▶ Problem to solve:
Set down the lines of the data exactly, starting at the first and stopping after the line containing "pub async fn lock_admin_election<'e>(executor: impl".

▶ Data in this exercise:
pub mod age_categories;
pub mod clubs;
pub mod competition_per_categories;
pub mod competitions;
pub mod persons;
pub mod profiles;
pub mod registrations;
pub mod results;
pub mod revoked_tokens;

pub use competitions::{CompetitionFilter, CreateCompetitionData, UpdateCompetitionData};
pub use persons::{CreatePersonData, PersonFilter, UpdatePersonData};
pub use registrations::{CreateRegistrationData, RegistrationFilter, RunNumberChange};
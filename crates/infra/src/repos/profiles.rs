use sqlx::{PgExecutor, Result as SqlxResult};
use uuid::Uuid;

use crate::models::ProfileRow;

pub async fn create<'e>(
    executor: impl PgExecutor<'e>,
    person_id: Uuid,
    role: &str,
) -> SqlxResult<ProfileRow> {
    sqlx::query_as::<_, ProfileRow>(
        r#"
        INSERT INTO profiles (person_id, role)
        VALUES ($1, $2)
        RETURNING id, person_id, role
        "#,
    )
    .bind(person_id)
    .bind(role)
    .fetch_one(executor)
    .await
}

pub async fn get_by_person<'e>(
    executor: impl PgExecutor<'e>,
    person_id: Uuid,
) -> SqlxResult<Option<ProfileRow>> {
    sqlx::query_as::<_, ProfileRow>(
        "SELECT id, person_id, role FROM profiles WHERE person_id = $1",
    )
    .bind(person_id)
    .fetch_optional(executor)
    .await
}

pub async fn get_by_person_ids<'e>(
    executor: impl PgExecutor<'e>,
    person_ids: &[Uuid],
) -> SqlxResult<Vec<ProfileRow>> {
    sqlx::query_as::<_, ProfileRow>(
        "SELECT id, person_id, role FROM profiles WHERE person_id = ANY($1)",
    )
    .bind(person_ids)
    .fetch_all(executor)
    .await
}

/// Sets the role, creating the profile when the person has none yet.
pub async fn upsert_role<'e>(
    executor: impl PgExecutor<'e>,
    person_id: Uuid,
    role: &str,
) -> SqlxResult<ProfileRow> {
    sqlx::query_as::<_, ProfileRow>(
        r#"
        INSERT INTO profiles (person_id, role)
        VALUES ($1, $2)
        ON CONFLICT (person_id) DO UPDATE SET role = EXCLUDED.role
        RETURNING id, person_id, role
        "#,
    )
    .bind(person_id)
    .bind(role)
    .fetch_one(executor)
    .await
}

/// Serializes the first-admin decision between concurrent registrations.
/// Held until the surrounding transaction ends.
pub async fn lock_admin_election<'e>(executor: impl PgExecutor<'e>) -> SqlxResult<()> {
    sqlx::query("SELECT pg_advisory_xact_lock(hashtext('profiles.first_admin'))")
        .execute(executor)
        .await?;
    Ok(())
}

pub async fn any_admin<'e>(executor: impl PgExecutor<'e>) -> SqlxResult<bool> {
    sqlx::query_scalar::<_, bool>("SELECT EXISTS(SELECT 1 FROM profiles WHERE role = 'admin')")
        .fetch_one(executor)
        .await
}
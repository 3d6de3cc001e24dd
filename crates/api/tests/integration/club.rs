use api::gql::build_schema;
use async_graphql::Variables;
use serde_json::json;

use crate::common::*;

#[tokio::test]
async fn test_create_club_with_members_and_reject_duplicates() {
    let app_state = setup_test_db().await;
    let schema = build_schema(app_state.clone());
    let (_, admin) = create_test_admin(&app_state).await;
    let (member_a, member_claims) =
        create_test_person(&app_state, "user", date(1991, 1, 1), "M").await;
    let (member_b, _) = create_test_person(&app_state, "user", date(1992, 2, 2), "V").await;

    let name = format!("Harriers {}", unique_suffix());
    let create = r#"
        mutation Create($input: CreateClubInput!) {
            createClub(input: $input) { id name logo }
        }
    "#;

    let response = execute_graphql(
        &schema,
        create,
        Some(Variables::from_json(json!({
            "input": { "name": name, "memberIds": [member_a, member_b] }
        }))),
        Some(admin.clone()),
    )
    .await;
    assert!(response.errors.is_empty(), "{:?}", response.errors);
    let data = response.data.into_json().unwrap();
    let club_id = data["createClub"]["id"].as_str().unwrap().to_string();
    assert_eq!(data["createClub"]["name"], name.as_str());
    assert!(data["createClub"]["logo"].is_null());

    let duplicate = execute_graphql(
        &schema,
        create,
        Some(Variables::from_json(json!({ "input": { "name": name } }))),
        Some(admin),
    )
    .await;
    assert_eq!(duplicate.errors[0].message, "Club already exists");

    let members = execute_graphql(
        &schema,
        r#"query Members($id: UUID!) { clubWithMembers(id: $id) { club { name } members { id } } }"#,
        Some(Variables::from_json(json!({ "id": club_id }))),
        Some(member_claims),
    )
    .await;
    assert!(members.errors.is_empty(), "{:?}", members.errors);
    let data = members.data.into_json().unwrap();
    assert_eq!(data["clubWithMembers"]["members"].as_array().unwrap().len(), 2);
}

#[tokio::test]
async fn test_update_club_replaces_member_list() {
    let app_state = setup_test_db().await;
    let schema = build_schema(app_state.clone());
    let (_, admin) = create_test_admin(&app_state).await;
    let club_id = create_test_club(&app_state, "Road Runners").await;
    let (kept, _) = create_test_person(&app_state, "user", date(1980, 4, 4), "M").await;
    let (dropped, _) = create_test_person(&app_state, "user", date(1981, 5, 5), "V").await;

    let update = r#"
        mutation Update($id: UUID!, $input: UpdateClubInput!) {
            updateClub(id: $id, input: $input) { id }
        }
    "#;

    for members in [json!([kept, dropped]), json!([kept])] {
        let response = execute_graphql(
            &schema,
            update,
            Some(Variables::from_json(json!({
                "id": club_id, "input": { "memberIds": members }
            }))),
            Some(admin.clone()),
        )
        .await;
        assert!(response.errors.is_empty(), "{:?}", response.errors);
    }

    let dropped_club: Option<uuid::Uuid> =
        sqlx::query_scalar("SELECT club_id FROM persons WHERE id = $1")
            .bind(dropped)
            .fetch_one(&app_state.db)
            .await
            .unwrap();
    assert_eq!(dropped_club, None);

    let kept_club: Option<uuid::Uuid> =
        sqlx::query_scalar("SELECT club_id FROM persons WHERE id = $1")
            .bind(kept)
            .fetch_one(&app_state.db)
            .await
            .unwrap();
    assert_eq!(kept_club, Some(club_id));

    let anonymous = execute_graphql(
        &schema,
        r#"query Members($id: UUID!) { clubWithMembers(id: $id) { club { id } } }"#,
        Some(Variables::from_json(json!({ "id": club_id }))),
        None,
    )
    .await;
    assert_eq!(
        anonymous.errors[0].message,
        "You must be logged in to perform this action"
    );
}

#[tokio::test]
async fn test_delete_club_detaches_members() {
    let app_state = setup_test_db().await;
    let schema = build_schema(app_state.clone());
    let (_, admin) = create_test_admin(&app_state).await;
    let club_id = create_test_club(&app_state, "Trail Club").await;
    let (member, _) = create_test_person(&app_state, "user", date(1975, 7, 7), "M").await;
    sqlx::query("UPDATE persons SET club_id = $1 WHERE id = $2")
        .bind(club_id)
        .bind(member)
        .execute(&app_state.db)
        .await
        .unwrap();

    let response = execute_graphql(
        &schema,
        r#"mutation Delete($id: UUID!) { deleteClub(id: $id) }"#,
        Some(Variables::from_json(json!({ "id": club_id }))),
        Some(admin),
    )
    .await;
    assert!(response.errors.is_empty(), "{:?}", response.errors);

    let club: Option<uuid::Uuid> = sqlx::query_scalar("SELECT club_id FROM persons WHERE id = $1")
        .bind(member)
        .fetch_one(&app_state.db)
        .await
        .unwrap();
    assert_eq!(club, None);
}
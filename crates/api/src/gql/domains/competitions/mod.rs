pub mod buckets;
pub mod resolvers;
pub mod service;
pub mod types;

pub use buckets::{CompetitionPerCategoryMutation, CompetitionPerCategoryQuery};
pub use resolvers::{CompetitionMutation, CompetitionQuery};
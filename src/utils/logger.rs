use tracing_subscriber::{layer::SubscriberExt, util::SubscriberInitExt, EnvFilter};

#[derive(Debug, Clone, Copy, PartialEq, Eq)]
pub enum LogFormat {
    /// Human-readable lines for an operator watching the terminal.
    Console,
    /// One JSON object per event, for kiosks whose output is collected.
    Json,
}

/// Filter used when `RUST_LOG` is unset. HTTP client internals stay at warn
/// so a verbose run shows the reader loop, not connection pooling.
pub fn default_directives(verbose: bool) -> &'static str {
    if verbose {
        "badge_reader=debug,hyper_util=warn,reqwest=warn,info"
    } else {
        "badge_reader=info,warn"
    }
}

fn env_filter(verbose: bool) -> EnvFilter {
    EnvFilter::try_from_default_env().unwrap_or_else(|_| EnvFilter::new(default_directives(verbose)))
}

/// Installs the global subscriber. Diagnostics go to stderr; stdout is left
/// to the per-card result lines.
pub fn init(format: LogFormat, verbose: bool) {
    let registry = tracing_subscriber::registry().with(env_filter(verbose));
    let layer = tracing_subscriber::fmt::layer()
        .with_writer(std::io::stderr)
        .with_target(false)
        .with_file(false)
        .with_line_number(false);

    match format {
        LogFormat::Console => registry.with(layer.compact()).init(),
        LogFormat::Json => registry.with(layer.json().with_current_span(false)).init(),
    }
}
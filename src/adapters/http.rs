use crate::domain::model::{LocationDirectory, RegistrationOutcome, RegistrationReport};
use crate::domain::ports::{LocationSource, Registrar};
use crate::utils::error::{BadgeError, Result};
use reqwest::{Client, StatusCode};
use serde::Deserialize;
use std::collections::BTreeMap;
use std::time::Duration;

pub const REGISTRATION_PATH: &str = "/api/registration/add";
pub const LOCATIONS_PATH: &str = "/api/location/get";
pub const API_KEY_HEADER: &str = "x-api-key";

#[derive(Debug, Deserialize)]
struct RegistrationResponse {
    status: bool,
}

/// Client for the remote badge registration service.
#[derive(Debug, Clone)]
pub struct BadgeServerClient {
    client: Client,
    base_url: String,
    api_key: String,
}

impl BadgeServerClient {
    pub fn new(base_url: &str, api_key: &str, timeout: Duration) -> Result<Self> {
        let client = Client::builder()
            .timeout(timeout)
            .build()
            .map_err(|e| BadgeError::Config {
                message: format!("Cannot build HTTP client: {}", e),
            })?;
        Ok(Self {
            client,
            base_url: base_url.trim_end_matches('/').to_string(),
            api_key: api_key.to_string(),
        })
    }

    fn url(&self, path: &str) -> String {
        format!("{}{}", self.base_url, path)
    }

    /// Like `fetch_locations`, but keeps the failure reason.
    pub async fn try_fetch_locations(&self) -> Result<LocationDirectory> {
        let url = self.url(LOCATIONS_PATH);
        tracing::debug!("Fetching locations from {}", url);

        let response = self
            .client
            .get(&url)
            .header(API_KEY_HEADER, &self.api_key)
            .send()
            .await
            .map_err(|e| BadgeError::DirectoryFetch {
                message: e.to_string(),
            })?;

        if response.status() != StatusCode::OK {
            return Err(BadgeError::DirectoryFetch {
                message: format!("server answered {}", response.status()),
            });
        }

        let names: BTreeMap<String, String> =
            response
                .json()
                .await
                .map_err(|e| BadgeError::DirectoryFetch {
                    message: format!("unexpected directory body: {}", e),
                })?;
        Ok(LocationDirectory::from_name_to_tag(names))
    }
}

#[async_trait::async_trait]
impl LocationSource for BadgeServerClient {
    async fn fetch_locations(&self) -> LocationDirectory {
        match self.try_fetch_locations().await {
            Ok(directory) => directory,
            Err(e) => {
                tracing::warn!("{}", e);
                LocationDirectory::default()
            }
        }
    }
}

#[async_trait::async_trait]
impl Registrar for BadgeServerClient {
    async fn submit(&self, report: &RegistrationReport) -> RegistrationOutcome {
        let response = match self
            .client
            .post(self.url(REGISTRATION_PATH))
            .header(API_KEY_HEADER, &self.api_key)
            .json(report)
            .send()
            .await
        {
            Ok(response) => response,
            Err(e) => {
                tracing::debug!("Registration request failed: {:?}", e);
                return RegistrationOutcome::TransportError(e.to_string());
            }
        };

        // only a 200 carries the accept/reject flag
        let status = response.status();
        if status != StatusCode::OK {
            tracing::warn!("Registration of {} answered {}", report.badge_code, status);
            return RegistrationOutcome::Rejected;
        }

        match response.json::<RegistrationResponse>().await {
            Ok(RegistrationResponse { status: true }) => RegistrationOutcome::Accepted,
            Ok(RegistrationResponse { status: false }) => RegistrationOutcome::Rejected,
            Err(e) => RegistrationOutcome::TransportError(format!(
                "unexpected registration body: {}",
                e
            )),
        }
    }
}
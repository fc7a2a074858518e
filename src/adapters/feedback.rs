use crate::domain::model::FeedbackKind;
use crate::domain::ports::Feedback;
use std::io::Write;
use std::process::Command;

/// How this platform plays a tone.
#[derive(Debug, Clone, Copy, PartialEq, Eq)]
pub enum Beeper {
    /// The `beep` utility (needs access to the PC speaker input device).
    BeepCommand,
    /// ASCII BEL on the controlling terminal.
    TerminalBell,
    Silent,
}

impl Beeper {
    pub fn for_platform() -> Self {
        if cfg!(target_os = "linux") {
            Beeper::BeepCommand
        } else {
            Beeper::TerminalBell
        }
    }

    pub fn tone(self, frequency_hz: u32, duration_ms: u64) {
        match self {
            Beeper::BeepCommand => {
                let status = Command::new("beep")
                    .arg("-f")
                    .arg(frequency_hz.to_string())
                    .arg("-l")
                    .arg(duration_ms.to_string())
                    .status();
                if let Err(e) = status {
                    tracing::warn!("Cannot run beep: {}", e);
                }
            }
            Beeper::TerminalBell => {
                let mut out = std::io::stdout();
                let _ = out.write_all(b"\x07").and_then(|_| out.flush());
            }
            Beeper::Silent => {}
        }
    }
}

/// Operator feedback on a terminal: tones through the platform beeper, log
/// lines on stdout.
#[derive(Debug)]
pub struct ConsoleFeedback {
    beeper: Beeper,
}

impl ConsoleFeedback {
    pub fn new(beeper: Beeper) -> Self {
        Self { beeper }
    }
}

impl Default for ConsoleFeedback {
    fn default() -> Self {
        Self::new(Beeper::for_platform())
    }
}

impl Feedback for ConsoleFeedback {
    fn signal(&mut self, kind: FeedbackKind) {
        self.beeper.tone(FeedbackKind::FREQUENCY_HZ, kind.duration_ms());
    }

    fn log_line(&mut self, line: &str) {
        println!("{}", line);
    }
}
use crate::domain::ports::LocationStore;
use crate::utils::error::Result;
use serde::{Deserialize, Serialize};
use std::fs;
use std::path::{Path, PathBuf};

#[derive(Debug, Clone, Default, Serialize, Deserialize)]
struct StoredConfig {
    location: String,
}

/// The selected location tag, kept in a small JSON file next to the user's data.
#[derive(Debug, Clone)]
pub struct JsonLocationStore {
    path: PathBuf,
}

impl JsonLocationStore {
    /// Opens the store, writing `{"location": ""}` when the file does not exist yet.
    pub fn open<P: AsRef<Path>>(path: P) -> Result<Self> {
        let path = path.as_ref().to_path_buf();
        if !path.exists() {
            if let Some(parent) = path.parent() {
                fs::create_dir_all(parent)?;
            }
            fs::write(&path, serde_json::to_string(&StoredConfig::default())?)?;
            tracing::info!("Created {}", path.display());
        }
        Ok(Self { path })
    }

    /// `%LOCALAPPDATA%\rfidusb\config.json` on Windows, `./config.json` elsewhere.
    pub fn default_path() -> PathBuf {
        if cfg!(windows) {
            if let Some(app_data) = std::env::var_os("LOCALAPPDATA") {
                return PathBuf::from(app_data).join("rfidusb").join("config.json");
            }
        }
        PathBuf::from("config.json")
    }

    pub fn path(&self) -> &Path {
        &self.path
    }
}

impl LocationStore for JsonLocationStore {
    fn load(&self) -> Result<String> {
        let content = fs::read_to_string(&self.path)?;
        let stored: StoredConfig = serde_json::from_str(&content)?;
        Ok(stored.location)
    }

    fn save(&mut self, tag: &str) -> Result<()> {
        let stored = StoredConfig {
            location: tag.to_string(),
        };
        fs::write(&self.path, serde_json::to_string(&stored)?)?;
        tracing::debug!("Saved location '{}' to {}", tag, self.path.display());
        Ok(())
    }
}
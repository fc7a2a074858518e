use crate::domain::model::{LocationDirectory, SessionConfig};
use crate::domain::ports::{LocationSource, LocationStore};
use crate::utils::error::{BadgeError, Result};

/// What the poll loop needs to arm a session.
#[derive(Debug, Clone, PartialEq, Eq)]
pub struct ArmingTarget {
    pub port: String,
    pub location_tag: String,
    /// Directory name of the tag; sent as `location_key` in every report.
    pub location_key: String,
}

/// Operator selections plus the location directory of the current configuration.
pub struct Session<S: LocationStore> {
    store: S,
    persisted_tag: String,
    config: SessionConfig,
    directory: LocationDirectory,
}

impl<S: LocationStore> Session<S> {
    pub fn new(store: S) -> Result<Self> {
        let persisted_tag = store.load()?;
        tracing::debug!("Persisted location tag: '{}'", persisted_tag);
        Ok(Self {
            store,
            persisted_tag,
            config: SessionConfig::default(),
            directory: LocationDirectory::default(),
        })
    }

    /// Fetches a fresh directory; an unreachable server leaves it empty.
    pub async fn refresh_directory(&mut self, source: &dyn LocationSource) -> &LocationDirectory {
        self.directory = source.fetch_locations().await;
        tracing::info!("Location directory holds {} entries", self.directory.len());
        &self.directory
    }

    pub fn set_directory(&mut self, directory: LocationDirectory) {
        self.directory = directory;
    }

    pub fn directory(&self) -> &LocationDirectory {
        &self.directory
    }

    pub fn config(&self) -> &SessionConfig {
        &self.config
    }

    /// Persisted tag if set and still offered, else the smallest offered tag, else empty.
    pub fn default_location_tag(&self) -> String {
        if !self.persisted_tag.is_empty() && self.directory.contains(&self.persisted_tag) {
            return self.persisted_tag.clone();
        }
        self.directory
            .tags()
            .first()
            .map(|tag| tag.to_string())
            .unwrap_or_default()
    }

    /// Preselects the first reader port and the default location, like the
    /// operator would see them offered.
    pub fn apply_defaults(&mut self, ports: &[String]) {
        if self.config.selected_port.is_none() {
            self.config.selected_port = ports.first().cloned();
        }
        if self.config.selected_location_tag.is_none() {
            let tag = self.default_location_tag();
            if !tag.is_empty() {
                self.config.selected_location_tag = Some(tag);
            }
        }
    }

    pub fn select_port(&mut self, port: &str) {
        tracing::debug!("Selected port {}", port);
        self.config.selected_port = Some(port.to_string());
    }

    /// Selects a location and writes it through to durable storage.
    pub fn select_location(&mut self, tag: &str) -> Result<()> {
        self.store.save(tag)?;
        self.persisted_tag = tag.to_string();
        self.config.selected_location_tag = Some(tag.to_string());
        tracing::debug!("Selected location {}", tag);
        Ok(())
    }

    pub fn arming_target(&self) -> Result<ArmingTarget> {
        let port = self
            .config
            .selected_port
            .as_deref()
            .filter(|port| !port.is_empty())
            .ok_or_else(|| BadgeError::MissingPrecondition {
                field: "serial port".to_string(),
            })?;
        let tag = self
            .config
            .selected_location_tag
            .as_deref()
            .filter(|tag| !tag.is_empty())
            .ok_or_else(|| BadgeError::MissingPrecondition {
                field: "location".to_string(),
            })?;
        let name = self
            .directory
            .name(tag)
            .ok_or_else(|| BadgeError::UnknownLocation {
                tag: tag.to_string(),
            })?;

        Ok(ArmingTarget {
            port: port.to_string(),
            location_tag: tag.to_string(),
            location_key: name.to_string(),
        })
    }
}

▶ Exercise output:
pub mod age_categories;
pub mod clubs;
pub mod competition_per_categories;
pub mod competitions;
pub mod persons;
pub mod profiles;
pub mod registrations;
pub mod results;
pub mod revoked_tokens;

pub use competitions::{CompetitionFilter, CreateCompetitionData, UpdateCompetitionData};
pub use persons::{CreatePersonData, PersonFilter, UpdatePersonData};
pub use registrations::{CreateRegistrationData, RegistrationFilter, RunNumberChange};
filename crates/infra/src/repos/profiles.rs
use sqlx::{PgExecutor, Result as SqlxResult};
use uuid::Uuid;

use crate::models::ProfileRow;

pub async fn create<'e>(
    executor: impl PgExecutor<'e>,
    person_id: Uuid,
    role: &str,
) -> SqlxResult<ProfileRow> {
    sqlx::query_as::<_, ProfileRow>(
        r#"
        INSERT INTO profiles (person_id, role)
        VALUES ($1, $2)
        RETURNING id, person_id, role
        "#,
    )
    .bind(person_id)
    .bind(role)
    .fetch_one(executor)
    .await
}

pub async fn get_by_person<'e>(
    executor: impl PgExecutor<'e>,
    person_id: Uuid,
) -> SqlxResult<Option<ProfileRow>> {
    sqlx::query_as::<_, ProfileRow>(
        "SELECT id, person_id, role FROM profiles WHERE person_id = $1",
    )
    .bind(person_id)
    .fetch_optional(executor)
    .await
}

pub async fn get_by_person_ids<'e>(
    executor: impl PgExecutor<'e>,
    person_ids: &[Uuid],
) -> SqlxResult<Vec<ProfileRow>> {
    sqlx::query_as::<_, ProfileRow>(
        "SELECT id, person_id, role FROM profiles WHERE person_id = ANY($1)",
    )
    .bind(person_ids)
    .fetch_all(executor)
    .await
}

/// Sets the role, creating the profile when the person has none yet.
pub async fn upsert_role<'e>(
    executor: impl PgExecutor<'e>,
    person_id: Uuid,
    role: &str,
) -> SqlxResult<ProfileRow> {
    sqlx::query_as::<_, ProfileRow>(
        r#"
        INSERT INTO profiles (person_id, role)
        VALUES ($1, $2)
        ON CONFLICT (person_id) DO UPDATE SET role = EXCLUDED.role
        RETURNING id, person_id, role
        "#,
    )
    .bind(person_id)
    .bind(role)
    .fetch_one(executor)
    .await
}

/// Serializes the first-admin decision between concurrent registrations.
/// Held until the surrounding transaction ends.
pub async fn lock_admin_election<'e>(executor: impl PgExecutor<'e>) -> SqlxResult<()> {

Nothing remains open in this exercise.